[INFORMATION GIVEN — start]

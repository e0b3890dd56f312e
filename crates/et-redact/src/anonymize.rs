//! The log anonymizer.

use serde::{Deserialize, Serialize};
use tracing::debug;

/// Marker substituted for each username occurrence.
pub const DEFAULT_MARKER: &str = "<anonymized>";

/// Markers tried, in order, when the configured one would re-form the username.
pub const FALLBACK_MARKERS: &[&str] = &["<user>", "<redacted>"];

/// Result of an anonymization pass.
#[derive(Debug, Clone, PartialEq, Eq, Serialize, Deserialize)]
pub struct Anonymized {
    /// The anonymized text.
    pub output: String,

    /// Non-overlapping username occurrences found in the input.
    pub occurrences: usize,

    /// Whether the text was changed.
    pub was_modified: bool,
}

impl Anonymized {
    fn unchanged(text: &str) -> Self {
        Self {
            output: text.to_string(),
            occurrences: 0,
            was_modified: false,
        }
    }

    fn redacted(output: String, occurrences: usize) -> Self {
        Self {
            output,
            occurrences,
            was_modified: true,
        }
    }
}

/// Replaces every occurrence of a username in free text with a fixed marker.
#[derive(Debug, Clone, PartialEq, Eq)]
pub struct LogAnonymizer {
    marker: String,
}

impl LogAnonymizer {
    /// Create an anonymizer using [`DEFAULT_MARKER`].
    pub fn new() -> Self {
        Self {
            marker: DEFAULT_MARKER.to_string(),
        }
    }

    /// Create an anonymizer with a custom marker.
    pub fn with_marker(marker: impl Into<String>) -> Self {
        Self {
            marker: marker.into(),
        }
    }

    /// The marker substituted for each occurrence.
    pub fn marker(&self) -> &str {
        &self.marker
    }

    /// Anonymize `text`, returning only the output string.
    pub fn anonymize(&self, text: &str, username: &str) -> String {
        self.anonymize_detailed(text, username).output
    }

    /// Anonymize `text` and report what was done.
    ///
    /// Every literal occurrence of `username` is replaced, including ones that
    /// are only a prefix of a longer path segment (`alicefolder1`). If the
    /// configured marker would re-form the username, each of
    /// [`FALLBACK_MARKERS`] is tried in turn; only when all of them leak are
    /// occurrences deleted outright.
    pub fn anonymize_detailed(&self, text: &str, username: &str) -> Anonymized {
        if username.is_empty() {
            return Anonymized::unchanged(text);
        }

        let occurrences = text.matches(username).count();
        if occurrences == 0 {
            return Anonymized::unchanged(text);
        }

        let substitute = |marker: &str| {
            let replaced = text.replace(username, marker);
            (!replaced.contains(username)).then_some(replaced)
        };

        if let Some(replaced) = substitute(&self.marker) {
            return Anonymized::redacted(replaced, occurrences);
        }
        for &marker in FALLBACK_MARKERS.iter().filter(|m| **m != self.marker) {
            if let Some(replaced) = substitute(marker) {
                debug!(occurrences, marker, "configured marker re-formed the username");
                return Anonymized::redacted(replaced, occurrences);
            }
        }

        debug!(
            occurrences,
            "every marker re-formed the username, deleting occurrences instead"
        );
        Anonymized::redacted(strip_matches(text, username), occurrences)
    }
}

impl Default for LogAnonymizer {
    fn default() -> Self {
        Self::new()
    }
}

/// Anonymize `text` with the default marker.
pub fn anonymize(text: &str, username: &str) -> String {
    LogAnonymizer::new().anonymize(text, username)
}

/// Delete `needle` from `text`, including occurrences formed by earlier
/// deletions, in one left-to-right pass.
///
/// The output buffer never contains `needle`: any new occurrence has to end at
/// the character just pushed, and it is cut off immediately.
fn strip_matches(text: &str, needle: &str) -> String {
    let mut out = String::with_capacity(text.len());
    for c in text.chars() {
        out.push(c);
        if out.ends_with(needle) {
            out.truncate(out.len() - needle.len());
        }
    }
    out
}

[INFORMATION GIVEN — finish]

## [WHAT THIS TASK INVOLVES]
Going through the entries above, count each line that has the word "LogAnonymizer" and report only the count.

## [TASK SOLUTION]
4